Guest post originally published on Medium’s blog by Dotan Horovits

TL;DR Key updates:

We Just celebrated 10 year birthday to Prometheus last month. Prometheus was the second project to join the Cloud Native Computing Foundation after Kubernetes in 2016, and has quickly become the de-facto way to monitor Kubernetes workloads. The plug-and-play experience, just putting Prometheus server and starting to see metrics flowing in tagged with Kubernetes labels, was a compelling offer. Today Prometheus is a graduated CNCF project, a mature project that is widely used to monitor Kubernetes and other frameworks. But it is by no means standing still.

Prometheus is a highly active project, featuring releases every six weeks. I was impressed by the volume of updates shared at PrometheusDay and KubeCon in Detroit two months ago, and then a few weeks later at PromCon and in Open Source Monitoring Conference in Germany.

This drove me to devote the 2022 closing episode of OpenObservability Talks to the updates in Prometheus, where I hosted Julien Pivotto, one of the prominent maintainers of Prometheus. Julien is also the co-founder of O11y, a company that provides support for open source observability tools such as Prometheus, Thanos and Grafana. Juilen is by far the authoritative source for all things Prometheus. So let’s dive right in.

Agent Mode for fetch-and-forward to external backend

Prometheus project offers many pieces of the monitoring solution puzzle, including service discovery, metric scraping capabilities and also the time series database for storing the metrics.

As the Prometheus ecosystem grew, people started using different backends to store the metrics, sometimes referred to as long-term storage solutions. This ecosystem includes open source projects such as Thanos, Cortex and Mimir, as well as various vendor solutions, all aligned with the Prometheus protocol (disclaimer: my company Logz.io offers such a managed service).

With the growing ecosystem of backend solutions, there’s been a growing demand for using Prometheus only for fetching the metrics, a scrape-and-forward agent. This drove the release of the Prometheus Agent Mode last year.

The Agent Mode is a lightweight mode for Prometheus that takes away the heavyweight database, enabling use of Prometheus for ingesting metrics and forwarding to external backends. You can read more on the Agent Mode on this post.

Prometheus architecture. Source: Prometheus.io

Service Discovery new mechanisms

Cloud native systems are highly distributed applications, spanning many nodes, service and instances. They are also very dynamic, with instances spinning up and tearing down. How does Prometheus keep track of all the components from which it needs to collect metrics at any given point in time?

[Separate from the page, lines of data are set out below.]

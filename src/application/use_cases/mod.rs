//! Use case implementations.

mod handle_mention_use_case;
mod listen_use_case;

pub use handle_mention_use_case::{ERROR_REPLY_PREFIX, HandleMentionUseCase, SUCCESS_REPLY_TEXT};
pub use listen_use_case::ListenUseCase;
//! Mastodon REST API client.

use std::time::Duration;

use async_trait::async_trait;
use reqwest::{header, multipart, Client, RequestBuilder, Response, StatusCode};
use serde::de::DeserializeOwned;
use tracing::{debug, warn};

use super::dto::{AccountResponse, ErrorResponse, MediaResponse, PostStatusBody, StatusResponse};
use crate::domain::entities::{AccessToken, Account, CompressedImage, MediaId, Status, StatusId};
use crate::domain::errors::ApiError;
use crate::domain::ports::{MastodonPort, PostStatusRequest};

const USER_AGENT: &str = concat!("jpeg-bot/", env!("CARGO_PKG_VERSION"));
const DEFAULT_RETRY_AFTER_MS: u64 = 5000;

/// Maps a transport failure from `reqwest` into an [`ApiError`].
pub(crate) fn map_transport_error(e: &reqwest::Error) -> ApiError {
    if e.is_timeout() {
        ApiError::network("request timed out")
    } else if e.is_connect() {
        ApiError::network(format!("failed to connect: {e}"))
    } else {
        ApiError::network(e.to_string())
    }
}

/// Builds the shared `reqwest` client.
pub(crate) fn build_http_client(timeout: Option<Duration>) -> Result<Client, ApiError> {
    let mut builder = Client::builder().user_agent(USER_AGENT);
    if let Some(timeout) = timeout {
        builder = builder.timeout(timeout);
    }
    builder
        .build()
        .map_err(|e| ApiError::unexpected(format!("failed to create HTTP client: {e}")))
}

/// Authenticated client for one Mastodon instance.
pub struct MastodonClient {
    client: Client,
    base_url: String,
    token: AccessToken,
}

impl MastodonClient {
    /// Creates a client for the instance at `base_url`.
    ///
    /// # Errors
    /// Returns error if HTTP client creation fails.
    pub fn new(
        base_url: impl Into<String>,
        token: AccessToken,
        timeout: Option<Duration>,
    ) -> Result<Self, ApiError> {
        let base_url: String = base_url.into();
        Ok(Self {
            client: build_http_client(timeout)?,
            base_url: base_url.trim_end_matches('/').to_string(),
            token,
        })
    }

    fn url(&self, path: &str) -> String {
        format!("{}{path}", self.base_url)
    }

    async fn send(&self, request: RequestBuilder) -> Result<Response, ApiError> {
        let response = request
            .header(header::AUTHORIZATION, self.token.bearer())
            .send()
            .await
            .map_err(|e| {
                warn!(error = %e, "Failed to reach Mastodon API");
                map_transport_error(&e)
            })?;

        let status = response.status();
        if !status.is_success() {
            return Err(handle_error_response(status, response).await);
        }

        Ok(response)
    }

    async fn send_json<T: DeserializeOwned>(&self, request: RequestBuilder) -> Result<T, ApiError> {
        let response = self.send(request).await?;
        response.json::<T>().await.map_err(|e| {
            warn!(error = %e, "Failed to parse Mastodon response");
            ApiError::parse(e.to_string())
        })
    }
}

async fn handle_error_response(status: StatusCode, response: Response) -> ApiError {
    let retry_after_ms = response
        .headers()
        .get(header::RETRY_AFTER)
        .and_then(|value| value.to_str().ok())
        .and_then(|value| value.trim().parse::<u64>().ok())
        .map(|secs| secs.saturating_mul(1000));

    match status {
        StatusCode::UNAUTHORIZED => ApiError::Unauthorized,
        StatusCode::TOO_MANY_REQUESTS => ApiError::RateLimited {
            retry_after_ms: retry_after_ms.unwrap_or(DEFAULT_RETRY_AFTER_MS),
        },
        _ => {
            let message = match response.json::<ErrorResponse>().await {
                Ok(error) => error.error,
                Err(_) => status
                    .canonical_reason()
                    .unwrap_or("unexpected response")
                    .to_string(),
            };
            ApiError::http(status.as_u16(), message)
        }
    }
}

#[async_trait]
impl MastodonPort for MastodonClient {
    async fn fetch_status(&self, id: &StatusId) -> Result<Status, ApiError> {
        debug!(status_id = %id, "Fetching status");

        let request = self.client.get(self.url(&format!("/api/v1/statuses/{id}")));
        let status: StatusResponse = self.send_json(request).await?;

        Ok(status.into())
    }

    async fn upload_media(&self, image: &CompressedImage) -> Result<MediaId, ApiError> {
        debug!(bytes = image.len(), "Uploading media");

        let part = multipart::Part::stream_with_length(image.bytes(), image.len() as u64)
            .file_name(CompressedImage::FILE_NAME)
            .mime_str(CompressedImage::MIME_TYPE)
            .map_err(|e| ApiError::unexpected(format!("invalid media part: {e}")))?;
        let form = multipart::Form::new().part("file", part);

        let request = self.client.post(self.url("/api/v1/media")).multipart(form);
        let media: MediaResponse = self.send_json(request).await?;

        debug!(media_id = %media.id, "Media uploaded");
        Ok(media.into())
    }

    async fn post_status(&self, request: &PostStatusRequest) -> Result<Status, ApiError> {
        debug!(
            in_reply_to = ?request.in_reply_to_id,
            media = request.media_ids.len(),
            visibility = %request.visibility,
            "Posting status"
        );

        let builder = self
            .client
            .post(self.url("/api/v1/statuses"))
            .json(&PostStatusBody::from(request));
        let status: StatusResponse = self.send_json(builder).await?;

        Ok(status.into())
    }

    async fn verify_credentials(&self) -> Result<Account, ApiError> {
        let request = self
            .client
            .get(self.url("/api/v1/accounts/verify_credentials"));
        let account: AccountResponse = self.send_json(request).await?;

        debug!(
            account_id = %account.id,
            acct = %account.acct,
            "Credentials verified"
        );

        Ok(account.into())
    }
}
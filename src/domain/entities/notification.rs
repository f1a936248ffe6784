//! Notification entity.

use serde::{Deserialize, Serialize};

use super::{Account, Status};

#[derive(Debug, Clone, PartialEq, Eq, Hash, Serialize, Deserialize)]
#[serde(transparent)]
pub struct NotificationId(String);

impl NotificationId {
    #[must_use]
    pub fn new(value: impl Into<String>) -> Self {
        Self(value.into())
    }

    #[must_use]
    pub fn as_str(&self) -> &str {
        &self.0
    }
}

impl std::fmt::Display for NotificationId {
    fn fmt(&self, f: &mut std::fmt::Formatter<'_>) -> std::fmt::Result {
        write!(f, "{}", self.0)
    }
}

/// Notification type.
#[derive(Debug, Clone, Copy, PartialEq, Eq, Hash, Serialize, Deserialize, Default)]
#[serde(rename_all = "snake_case")]
#[allow(missing_docs)]
pub enum NotificationKind {
    Mention,
    Status,
    Reblog,
    Follow,
    FollowRequest,
    Favourite,
    Poll,
    Update,
    #[default]
    #[serde(other)]
    Other,
}

/// A notification addressed to the bot's account.
#[derive(Debug, Clone, PartialEq, Eq)]
pub struct Notification {
    id: NotificationId,
    kind: NotificationKind,
    account: Account,
    status: Option<Status>,
}

impl Notification {
    #[must_use]
    pub fn new(
        id: impl Into<String>,
        kind: NotificationKind,
        account: Account,
        status: Option<Status>,
    ) -> Self {
        Self {
            id: NotificationId::new(id),
            kind,
            account,
            status,
        }
    }

    /// Creates a mention notification for the given status.
    #[must_use]
    pub fn mention(id: impl Into<String>, account: Account, status: Status) -> Self {
        Self::new(id, NotificationKind::Mention, account, Some(status))
    }

    #[must_use]
    pub const fn id(&self) -> &NotificationId {
        &self.id
    }

    #[must_use]
    pub const fn kind(&self) -> NotificationKind {
        self.kind
    }

    /// Account that triggered the notification.
    #[must_use]
    pub const fn account(&self) -> &Account {
        &self.account
    }

    #[must_use]
    pub const fn status(&self) -> Option<&Status> {
        self.status.as_ref()
    }

    #[must_use]
    pub const fn is_mention(&self) -> bool {
        matches!(self.kind, NotificationKind::Mention)
    }
}

#[cfg(test)]
mod tests {
    use super::*;
    use test_case::test_case;

    #[test_case("\"mention\"", NotificationKind::Mention ; "mention")]
    #[test_case("\"follow_request\"", NotificationKind::FollowRequest ; "follow_request")]
    #[test_case("\"admin.sign_up\"", NotificationKind::Other ; "unknown")]
    fn test_kind_wire_names(json: &str, expected: NotificationKind) {
        let kind: NotificationKind = serde_json::from_str(json).unwrap();
        assert_eq!(kind, expected);
    }
}
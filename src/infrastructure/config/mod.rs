//! Application configuration.

pub mod app_config;
pub mod args;
pub mod loader;

pub use app_config::{AppConfig, LogLevel, ServerConfig};
pub use args::CliArgs;
pub use loader::{ConfigError, ConfigLoader};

Prometheus uses a Service Discovery (SD) mechanism to connect to the “source of truth” of the underlying environment, whether public cloud, private cloud, Kubernetes of other, and dynamically learn about the different components in the system (Targets in Prometheus terms) from which it needs to scrape metrics, and stay up to date on any changes in these targets.

Prometheus has Service Discovery mechanisms for AWS EC2, AZURE, GCE, Docker, Kubernetes, Nomad, OpenStack and many others. This rich integration ecosystem is in fact on of Prometheus’ big selling points. SDs are being added in an impressive pace, with 10 SDs having been added in the past two years alone. Check out the docs on the different SDs and how to use them.

In addition to the file-based discovery, a new HTTP Service Discovery was recently added, which enables custom integration with other sources. While the file-based discovery required writing a file on the Prometheus server and running a sidecar to access and read the file, the HTTP SD opens the option to avoid sidecars altogether, by just accessing an HTTP endpoint. Removing the need for a sidecar makes the monitoring architecture more robust, and reduces the barrier to entry in using Prometheus.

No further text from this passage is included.